◆ **About this exercise**:
Set all of the entries down again precisely as they are written.
# # # # #
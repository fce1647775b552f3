//! Target process detection and termination
//!
//! Matching is by case-insensitive substring over process names, with
//! two exclusions: our own PID and anything whose name carries the
//! self marker (the tool's binary name contains the product needle).
//!
//! v0.4.0: process enumeration moved behind [`ProcessLister`] so the
//! kill-and-verify logic is testable without spawning editors.

use serde::{Deserialize, Serialize};
use std::thread;
use std::time::Duration;
use sysinfo::{Pid, ProcessesToUpdate, System};
use tracing::{debug, warn};

use crate::error::ResetError;

/// How long to wait between the kill pass and the verification pass
///
/// Editors this size tear down helpers and GPU processes on the order
/// of a second; 1.5s keeps the re-check from racing them.
pub const SETTLE_DELAY: Duration = Duration::from_millis(1500);

/// A live process as far as matching is concerned
#[derive(Debug, Clone, PartialEq, Eq, Serialize, Deserialize)]
pub struct ProcessHandle {
    pub pid: u32,
    pub name: String,
}

/// Why a process table could not be read
pub type QueryError = String;

/// Source of process snapshots and kill calls
///
/// `snapshot` must enumerate afresh on every call; the verification
/// pass depends on not being served a stale table. An empty `Ok` means
/// nothing is running, an `Err` means the query itself failed, and the
/// two are never conflated.
pub trait ProcessLister {
    fn snapshot(&mut self) -> Result<Vec<ProcessHandle>, QueryError>;

    /// Forceful kill. The return value reports whether the call was
    /// issued, not whether the process died; callers re-check via
    /// `snapshot`.
    fn kill(&mut self, pid: u32) -> bool;
}

/// The real lister, backed by the OS process table
pub struct SystemLister {
    system: System,
}

impl SystemLister {
    pub fn new() -> Self {
        Self {
            system: System::new_all(),
        }
    }
}

impl Default for SystemLister {
    fn default() -> Self {
        Self::new()
    }
}

impl ProcessLister for SystemLister {
    fn snapshot(&mut self) -> Result<Vec<ProcessHandle>, QueryError> {
        self.system.refresh_processes(ProcessesToUpdate::All, true);
        Ok(self
            .system
            .processes()
            .iter()
            .map(|(pid, process)| ProcessHandle {
                pid: pid.as_u32(),
                name: process.name().to_string_lossy().to_string(),
            })
            .filter(|handle| !handle.name.is_empty())
            .collect())
    }

    fn kill(&mut self, pid: u32) -> bool {
        match self.system.process(Pid::from_u32(pid)) {
            Some(process) => process.kill(),
            None => false,
        }
    }
}

/// What counts as a target process
#[derive(Debug, Clone)]
pub struct MatchSpec {
    needle: String,
    self_pid: u32,
    self_marker: String,
}

impl MatchSpec {
    /// Build a spec with explicit exclusions; substrings are compared
    /// lowercase
    pub fn new(needle: &str, self_pid: u32, self_marker: &str) -> Self {
        Self {
            needle: needle.to_lowercase(),
            self_pid,
            self_marker: self_marker.to_lowercase(),
        }
    }

    /// Spec that excludes the current process by its real PID
    pub fn for_current_process(needle: &str, self_marker: &str) -> Self {
        let self_pid = match sysinfo::get_current_pid() {
            Ok(pid) => pid.as_u32(),
            Err(e) => {
                // PID 0 never names a user process, so the exclusion
                // simply has no effect.
                warn!("could not determine own PID ({}); relying on the name marker", e);
                0
            }
        };
        Self::new(needle, self_pid, self_marker)
    }

    pub fn matches(&self, handle: &ProcessHandle) -> bool {
        if handle.pid == self.self_pid {
            return false;
        }
        let name = handle.name.to_lowercase();
        name.contains(&self.needle) && !name.contains(&self.self_marker)
    }
}

/// Kill-and-verify driver over a lister
pub struct ProcessController<L: ProcessLister> {
    lister: L,
    spec: MatchSpec,
    settle: Duration,
}

impl<L: ProcessLister> ProcessController<L> {
    pub fn new(lister: L, spec: MatchSpec) -> Self {
        Self {
            lister,
            spec,
            settle: SETTLE_DELAY,
        }
    }

    /// Override the settle delay (tests use `Duration::ZERO`)
    pub fn with_settle(mut self, settle: Duration) -> Self {
        self.settle = settle;
        self
    }

    /// Fresh snapshot filtered down to matching processes
    pub fn matches(&mut self) -> Result<Vec<ProcessHandle>, ResetError> {
        let all = self
            .lister
            .snapshot()
            .map_err(ResetError::ProcessQueryFailed)?;
        Ok(all
            .into_iter()
            .filter(|handle| self.spec.matches(handle))
            .collect())
    }

    /// Whether any matching process is alive right now
    pub fn is_target_running(&mut self) -> Result<bool, ResetError> {
        Ok(!self.matches()?.is_empty())
    }

    /// Kill every match, wait out the settle delay, then verify against
    /// a fresh snapshot
    ///
    /// The verification is not optional: a kill call can report success
    /// while the process lingers, and only the re-check decides whether
    /// the run may touch files.
    pub fn terminate(&mut self) -> Result<(), ResetError> {
        let targets = self.matches()?;
        for target in &targets {
            if self.lister.kill(target.pid) {
                debug!("kill sent to {} (pid {})", target.name, target.pid);
            } else {
                warn!(
                    "kill call failed for {} (pid {}); verification will decide",
                    target.name, target.pid
                );
            }
        }

        if !self.settle.is_zero() {
            thread::sleep(self.settle);
        }

        let remaining = self.matches()?;
        if remaining.is_empty() {
            Ok(())
        } else {
            Err(ResetError::StillRunning {
                remaining: remaining.len(),
            })
        }
    }
}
# # # # #
◆ **Solved exercise**:
repository fce1647775b552f3
//! Target process detection and termination
//!
//! Matching is by case-insensitive substring over process names, with
//! two exclusions: our own PID and anything whose name carries the
//! self marker (the tool's binary name contains the product needle).
//!
//! v0.4.0: process enumeration moved behind [`ProcessLister`] so the
//! kill-and-verify logic is testable without spawning editors.

use serde::{Deserialize, Serialize};
use std::thread;
use std::time::Duration;
use sysinfo::{Pid, ProcessesToUpdate, System};
use tracing::{debug, warn};

use crate::error::ResetError;

/// How long to wait between the kill pass and the verification pass
///
/// Editors this size tear down helpers and GPU processes on the order
/// of a second; 1.5s keeps the re-check from racing them.
pub const SETTLE_DELAY: Duration = Duration::from_millis(1500);

/// A live process as far as matching is concerned
#[derive(Debug, Clone, PartialEq, Eq, Serialize, Deserialize)]
pub struct ProcessHandle {
    pub pid: u32,
    pub name: String,
}

/// Why a process table could not be read
pub type QueryError = String;

/// Source of process snapshots and kill calls
///
/// `snapshot` must enumerate afresh on every call; the verification
/// pass depends on not being served a stale table. An empty `Ok` means
/// nothing is running, an `Err` means the query itself failed, and the
/// two are never conflated.
pub trait ProcessLister {
    fn snapshot(&mut self) -> Result<Vec<ProcessHandle>, QueryError>;

    /// Forceful kill. The return value reports whether the call was
    /// issued, not whether the process died; callers re-check via
    /// `snapshot`.
    fn kill(&mut self, pid: u32) -> bool;
}

/// The real lister, backed by the OS process table
pub struct SystemLister {
    system: System,
}

impl SystemLister {
    pub fn new() -> Self {
        Self {
            system: System::new_all(),
        }
    }
}

impl Default for SystemLister {
    fn default() -> Self {
        Self::new()
    }
}

impl ProcessLister for SystemLister {
    fn snapshot(&mut self) -> Result<Vec<ProcessHandle>, QueryError> {
        self.system.refresh_processes(ProcessesToUpdate::All, true);
        Ok(self
            .system
            .processes()
            .iter()
            .map(|(pid, process)| ProcessHandle {
                pid: pid.as_u32(),
                name: process.name().to_string_lossy().to_string(),
            })
            .filter(|handle| !handle.name.is_empty())
            .collect())
    }

    fn kill(&mut self, pid: u32) -> bool {
        match self.system.process(Pid::from_u32(pid)) {
            Some(process) => process.kill(),
            None => false,
        }
    }
}

/// What counts as a target process
#[derive(Debug, Clone)]
pub struct MatchSpec {
    needle: String,
    self_pid: u32,
    self_marker: String,
}

impl MatchSpec {
    /// Build a spec with explicit exclusions; substrings are compared
    /// lowercase
    pub fn new(needle: &str, self_pid: u32, self_marker: &str) -> Self {
        Self {
            needle: needle.to_lowercase(),
            self_pid,
            self_marker: self_marker.to_lowercase(),
        }
    }

    /// Spec that excludes the current process by its real PID
    pub fn for_current_process(needle: &str, self_marker: &str) -> Self {
        let self_pid = match sysinfo::get_current_pid() {
            Ok(pid) => pid.as_u32(),
            Err(e) => {
                // PID 0 never names a user process, so the exclusion
                // simply has no effect.
                warn!("could not determine own PID ({}); relying on the name marker", e);
                0
            }
        };
        Self::new(needle, self_pid, self_marker)
    }

    pub fn matches(&self, handle: &ProcessHandle) -> bool {
        if handle.pid == self.self_pid {
            return false;
        }
        let name = handle.name.to_lowercase();
        name.contains(&self.needle) && !name.contains(&self.self_marker)
    }
}

/// Kill-and-verify driver over a lister
pub struct ProcessController<L: ProcessLister> {
    lister: L,
    spec: MatchSpec,
    settle: Duration,
}

impl<L: ProcessLister> ProcessController<L> {
    pub fn new(lister: L, spec: MatchSpec) -> Self {
        Self {
            lister,
            spec,
            settle: SETTLE_DELAY,
        }
    }

    /// Override the settle delay (tests use `Duration::ZERO`)
    pub fn with_settle(mut self, settle: Duration) -> Self {
        self.settle = settle;
        self
    }

    /// Fresh snapshot filtered down to matching processes
    pub fn matches(&mut self) -> Result<Vec<ProcessHandle>, ResetError> {
        let all = self
            .lister
            .snapshot()
            .map_err(ResetError::ProcessQueryFailed)?;
        Ok(all
            .into_iter()
            .filter(|handle| self.spec.matches(handle))
            .collect())
    }

    /// Whether any matching process is alive right now
    pub fn is_target_running(&mut self) -> Result<bool, ResetError> {
        Ok(!self.matches()?.is_empty())
    }

    /// Kill every match, wait out the settle delay, then verify against
    /// a fresh snapshot
    ///
    /// The verification is not optional: a kill call can report success
    /// while the process lingers, and only the re-check decides whether
    /// the run may touch files.
    pub fn terminate(&mut self) -> Result<(), ResetError> {
        let targets = self.matches()?;
        for target in &targets {
            if self.lister.kill(target.pid) {
                debug!("kill sent to {} (pid {})", target.name, target.pid);
            } else {
                warn!(
                    "kill call failed for {} (pid {}); verification will decide",
                    target.name, target.pid
                );
            }
        }

        if !self.settle.is_zero() {
            thread::sleep(self.settle);
        }

        let remaining = self.matches()?;
        if remaining.is_empty() {
            Ok(())
        } else {
            Err(ResetError::StillRunning {
                remaining: remaining.len(),
            })
        }
    }
}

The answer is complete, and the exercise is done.